Each line with the word "Some" must appear in the answer, copied from the records.

Dataset entries:
::::::

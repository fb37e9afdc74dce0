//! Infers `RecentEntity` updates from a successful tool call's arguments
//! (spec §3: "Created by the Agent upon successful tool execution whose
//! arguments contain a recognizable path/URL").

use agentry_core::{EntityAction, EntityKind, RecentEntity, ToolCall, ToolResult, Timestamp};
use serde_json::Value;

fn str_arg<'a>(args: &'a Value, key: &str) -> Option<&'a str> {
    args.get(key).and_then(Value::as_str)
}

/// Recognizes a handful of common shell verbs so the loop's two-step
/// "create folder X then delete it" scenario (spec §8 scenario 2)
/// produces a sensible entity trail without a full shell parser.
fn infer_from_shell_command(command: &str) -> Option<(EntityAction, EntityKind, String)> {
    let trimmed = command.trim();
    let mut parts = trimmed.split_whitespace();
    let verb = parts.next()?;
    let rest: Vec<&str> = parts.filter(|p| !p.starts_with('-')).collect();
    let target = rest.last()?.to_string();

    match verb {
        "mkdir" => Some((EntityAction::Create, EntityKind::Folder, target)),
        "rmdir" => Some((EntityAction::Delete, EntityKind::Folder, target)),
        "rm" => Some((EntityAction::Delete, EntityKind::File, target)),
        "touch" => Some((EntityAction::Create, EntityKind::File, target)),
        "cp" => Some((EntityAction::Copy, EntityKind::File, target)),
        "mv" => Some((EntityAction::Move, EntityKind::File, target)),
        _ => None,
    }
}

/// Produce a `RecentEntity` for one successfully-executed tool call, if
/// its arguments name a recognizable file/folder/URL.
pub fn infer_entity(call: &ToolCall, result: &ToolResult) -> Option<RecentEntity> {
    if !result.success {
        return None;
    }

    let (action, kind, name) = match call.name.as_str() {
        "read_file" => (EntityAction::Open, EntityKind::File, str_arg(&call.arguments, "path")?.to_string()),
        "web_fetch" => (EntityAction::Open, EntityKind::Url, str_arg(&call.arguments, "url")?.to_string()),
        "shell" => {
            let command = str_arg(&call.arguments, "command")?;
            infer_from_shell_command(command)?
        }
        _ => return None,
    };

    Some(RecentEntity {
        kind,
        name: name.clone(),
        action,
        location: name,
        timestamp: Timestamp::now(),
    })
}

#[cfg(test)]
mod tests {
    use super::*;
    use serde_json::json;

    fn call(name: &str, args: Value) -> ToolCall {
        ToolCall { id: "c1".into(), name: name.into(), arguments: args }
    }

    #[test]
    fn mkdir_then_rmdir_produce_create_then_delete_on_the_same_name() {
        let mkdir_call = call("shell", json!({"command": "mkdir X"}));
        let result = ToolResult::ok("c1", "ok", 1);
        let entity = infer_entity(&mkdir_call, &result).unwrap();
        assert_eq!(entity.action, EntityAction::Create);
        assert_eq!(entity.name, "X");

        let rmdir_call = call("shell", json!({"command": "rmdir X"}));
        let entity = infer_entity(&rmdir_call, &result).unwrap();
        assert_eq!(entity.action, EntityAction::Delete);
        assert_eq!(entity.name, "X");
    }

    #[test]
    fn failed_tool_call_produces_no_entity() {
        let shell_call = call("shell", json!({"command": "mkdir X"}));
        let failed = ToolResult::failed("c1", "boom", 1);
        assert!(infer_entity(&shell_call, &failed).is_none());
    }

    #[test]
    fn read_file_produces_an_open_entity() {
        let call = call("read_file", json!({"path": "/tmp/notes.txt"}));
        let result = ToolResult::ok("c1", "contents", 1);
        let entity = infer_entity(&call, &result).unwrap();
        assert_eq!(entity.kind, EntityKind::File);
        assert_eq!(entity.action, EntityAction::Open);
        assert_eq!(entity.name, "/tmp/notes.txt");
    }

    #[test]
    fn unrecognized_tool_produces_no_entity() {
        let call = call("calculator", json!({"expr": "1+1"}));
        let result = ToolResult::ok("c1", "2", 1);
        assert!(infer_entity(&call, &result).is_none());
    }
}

::::::

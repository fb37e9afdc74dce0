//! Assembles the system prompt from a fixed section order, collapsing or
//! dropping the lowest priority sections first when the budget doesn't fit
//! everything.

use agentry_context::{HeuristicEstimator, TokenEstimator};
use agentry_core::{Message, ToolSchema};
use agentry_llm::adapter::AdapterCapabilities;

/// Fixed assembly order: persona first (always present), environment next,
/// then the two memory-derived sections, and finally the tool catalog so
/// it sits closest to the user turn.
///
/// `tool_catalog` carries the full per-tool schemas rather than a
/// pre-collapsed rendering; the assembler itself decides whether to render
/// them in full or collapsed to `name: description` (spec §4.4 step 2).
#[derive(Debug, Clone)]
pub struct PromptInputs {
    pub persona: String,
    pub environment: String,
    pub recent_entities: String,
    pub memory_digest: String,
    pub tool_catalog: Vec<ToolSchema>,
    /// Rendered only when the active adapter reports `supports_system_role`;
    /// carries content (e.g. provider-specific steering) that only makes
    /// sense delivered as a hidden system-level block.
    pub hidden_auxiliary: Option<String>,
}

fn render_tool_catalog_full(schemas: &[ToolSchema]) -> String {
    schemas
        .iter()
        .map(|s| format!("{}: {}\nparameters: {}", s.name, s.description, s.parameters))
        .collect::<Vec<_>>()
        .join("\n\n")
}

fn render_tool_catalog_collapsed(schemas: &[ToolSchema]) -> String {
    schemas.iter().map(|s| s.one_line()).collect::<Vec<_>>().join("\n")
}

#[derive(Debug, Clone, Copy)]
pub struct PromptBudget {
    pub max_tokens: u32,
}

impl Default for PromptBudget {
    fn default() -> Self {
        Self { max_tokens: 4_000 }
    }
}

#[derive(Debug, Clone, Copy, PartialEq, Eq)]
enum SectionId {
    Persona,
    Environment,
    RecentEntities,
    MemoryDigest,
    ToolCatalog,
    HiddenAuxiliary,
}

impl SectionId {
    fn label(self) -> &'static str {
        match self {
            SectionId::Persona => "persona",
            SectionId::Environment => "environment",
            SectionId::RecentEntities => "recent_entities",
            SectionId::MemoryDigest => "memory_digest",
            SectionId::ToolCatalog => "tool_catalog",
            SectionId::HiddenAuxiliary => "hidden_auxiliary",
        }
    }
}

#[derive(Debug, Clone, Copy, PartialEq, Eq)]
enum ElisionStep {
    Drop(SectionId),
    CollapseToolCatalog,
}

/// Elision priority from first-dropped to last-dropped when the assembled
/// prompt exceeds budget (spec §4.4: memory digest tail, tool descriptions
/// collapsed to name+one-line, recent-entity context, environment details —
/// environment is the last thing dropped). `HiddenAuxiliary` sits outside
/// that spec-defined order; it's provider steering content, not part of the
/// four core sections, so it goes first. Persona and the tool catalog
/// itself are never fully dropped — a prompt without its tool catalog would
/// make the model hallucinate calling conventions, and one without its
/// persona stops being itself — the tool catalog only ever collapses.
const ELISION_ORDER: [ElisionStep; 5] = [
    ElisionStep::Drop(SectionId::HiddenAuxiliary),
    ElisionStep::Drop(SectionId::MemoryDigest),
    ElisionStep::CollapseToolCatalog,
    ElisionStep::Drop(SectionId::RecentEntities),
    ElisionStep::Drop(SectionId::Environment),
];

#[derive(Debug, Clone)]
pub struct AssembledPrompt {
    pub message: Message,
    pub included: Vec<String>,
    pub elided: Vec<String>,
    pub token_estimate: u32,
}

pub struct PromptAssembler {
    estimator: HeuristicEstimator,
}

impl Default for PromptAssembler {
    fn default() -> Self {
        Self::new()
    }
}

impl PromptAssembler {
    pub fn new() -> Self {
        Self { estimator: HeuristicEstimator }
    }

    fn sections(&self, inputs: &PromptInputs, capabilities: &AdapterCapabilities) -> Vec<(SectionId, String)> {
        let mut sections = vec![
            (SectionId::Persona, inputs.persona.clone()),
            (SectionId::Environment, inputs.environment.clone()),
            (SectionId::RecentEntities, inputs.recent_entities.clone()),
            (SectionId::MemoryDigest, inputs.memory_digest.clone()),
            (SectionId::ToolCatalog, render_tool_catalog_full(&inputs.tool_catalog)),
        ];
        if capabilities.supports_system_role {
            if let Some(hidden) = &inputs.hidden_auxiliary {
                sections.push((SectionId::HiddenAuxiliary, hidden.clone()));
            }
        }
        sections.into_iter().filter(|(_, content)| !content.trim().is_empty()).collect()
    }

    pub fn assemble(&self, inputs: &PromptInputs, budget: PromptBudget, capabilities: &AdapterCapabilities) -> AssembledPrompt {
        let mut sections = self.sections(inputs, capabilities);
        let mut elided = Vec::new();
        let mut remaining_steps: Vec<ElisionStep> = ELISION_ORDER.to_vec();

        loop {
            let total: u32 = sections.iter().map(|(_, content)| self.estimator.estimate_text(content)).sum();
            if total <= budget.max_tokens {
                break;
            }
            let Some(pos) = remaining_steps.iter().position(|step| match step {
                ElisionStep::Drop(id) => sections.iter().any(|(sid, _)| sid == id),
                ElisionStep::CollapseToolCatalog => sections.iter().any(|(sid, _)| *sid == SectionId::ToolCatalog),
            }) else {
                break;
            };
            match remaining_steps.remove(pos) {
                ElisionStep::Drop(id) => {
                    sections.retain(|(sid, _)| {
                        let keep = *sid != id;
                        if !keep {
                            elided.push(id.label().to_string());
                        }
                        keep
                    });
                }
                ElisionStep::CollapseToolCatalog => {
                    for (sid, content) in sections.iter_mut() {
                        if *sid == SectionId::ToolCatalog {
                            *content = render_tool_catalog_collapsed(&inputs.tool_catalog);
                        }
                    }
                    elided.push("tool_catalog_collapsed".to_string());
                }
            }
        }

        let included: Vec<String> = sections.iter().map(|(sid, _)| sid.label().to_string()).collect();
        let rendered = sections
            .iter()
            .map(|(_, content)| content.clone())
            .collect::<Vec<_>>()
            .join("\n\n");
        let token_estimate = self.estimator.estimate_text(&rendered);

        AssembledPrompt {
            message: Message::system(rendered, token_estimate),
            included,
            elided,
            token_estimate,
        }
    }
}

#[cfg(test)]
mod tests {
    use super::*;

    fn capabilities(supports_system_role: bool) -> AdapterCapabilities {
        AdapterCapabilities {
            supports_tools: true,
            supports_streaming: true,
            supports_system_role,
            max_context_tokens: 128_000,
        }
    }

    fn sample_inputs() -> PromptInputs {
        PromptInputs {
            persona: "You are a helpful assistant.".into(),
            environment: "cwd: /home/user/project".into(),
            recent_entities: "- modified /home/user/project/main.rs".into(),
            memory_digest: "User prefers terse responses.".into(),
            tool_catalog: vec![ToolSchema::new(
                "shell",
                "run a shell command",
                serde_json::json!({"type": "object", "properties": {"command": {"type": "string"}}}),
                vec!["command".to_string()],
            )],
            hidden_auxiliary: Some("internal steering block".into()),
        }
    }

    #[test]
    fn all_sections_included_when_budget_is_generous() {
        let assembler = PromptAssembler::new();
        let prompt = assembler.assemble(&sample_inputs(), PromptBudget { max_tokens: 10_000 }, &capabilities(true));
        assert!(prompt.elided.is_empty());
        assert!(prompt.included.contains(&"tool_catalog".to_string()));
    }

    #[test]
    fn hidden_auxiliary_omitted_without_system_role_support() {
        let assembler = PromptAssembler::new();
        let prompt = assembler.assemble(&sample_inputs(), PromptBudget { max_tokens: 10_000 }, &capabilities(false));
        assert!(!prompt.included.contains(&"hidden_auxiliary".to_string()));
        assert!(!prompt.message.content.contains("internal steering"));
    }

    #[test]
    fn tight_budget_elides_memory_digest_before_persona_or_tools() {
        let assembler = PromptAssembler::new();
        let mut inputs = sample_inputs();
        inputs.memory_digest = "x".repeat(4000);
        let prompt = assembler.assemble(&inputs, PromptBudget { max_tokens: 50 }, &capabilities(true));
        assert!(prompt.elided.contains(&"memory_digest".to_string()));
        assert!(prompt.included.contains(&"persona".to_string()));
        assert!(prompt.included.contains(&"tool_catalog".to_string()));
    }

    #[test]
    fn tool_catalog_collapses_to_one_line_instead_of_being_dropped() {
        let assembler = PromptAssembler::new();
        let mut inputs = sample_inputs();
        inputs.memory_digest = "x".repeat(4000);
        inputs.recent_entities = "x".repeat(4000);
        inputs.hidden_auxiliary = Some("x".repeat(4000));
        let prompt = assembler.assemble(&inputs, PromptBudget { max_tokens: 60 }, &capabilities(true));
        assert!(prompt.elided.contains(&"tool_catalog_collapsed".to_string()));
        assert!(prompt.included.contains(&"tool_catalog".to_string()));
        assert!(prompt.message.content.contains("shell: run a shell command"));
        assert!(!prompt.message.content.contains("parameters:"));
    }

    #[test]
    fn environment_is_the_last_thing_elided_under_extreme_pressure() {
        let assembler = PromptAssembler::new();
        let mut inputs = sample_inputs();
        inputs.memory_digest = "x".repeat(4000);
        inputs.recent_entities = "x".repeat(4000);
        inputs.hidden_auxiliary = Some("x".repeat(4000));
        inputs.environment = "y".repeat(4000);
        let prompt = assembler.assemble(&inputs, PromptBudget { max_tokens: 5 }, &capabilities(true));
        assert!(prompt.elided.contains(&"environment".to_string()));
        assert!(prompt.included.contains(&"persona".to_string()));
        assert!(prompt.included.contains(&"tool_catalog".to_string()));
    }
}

::::::

- [Answer space]:
        "mkdir" => Some((EntityAction::Create, EntityKind::Folder, target)),
        "rmdir" => Some((EntityAction::Delete, EntityKind::Folder, target)),
        "rm" => Some((EntityAction::Delete, EntityKind::File, target)),
        "touch" => Some((EntityAction::Create, EntityKind::File, target)),
        "cp" => Some((EntityAction::Copy, EntityKind::File, target)),
        "mv" => Some((EntityAction::Move, EntityKind::File, target)),
    Some(RecentEntity {
            if let Some(hidden) = &inputs.hidden_auxiliary {
            let Some(pos) = remaining_steps.iter().position(|step| match step {
            hidden_auxiliary: Some("internal steering block".into()),
        inputs.hidden_auxiliary = Some("x".repeat(4000));
        inputs.hidden_auxiliary = Some("x".repeat(4000));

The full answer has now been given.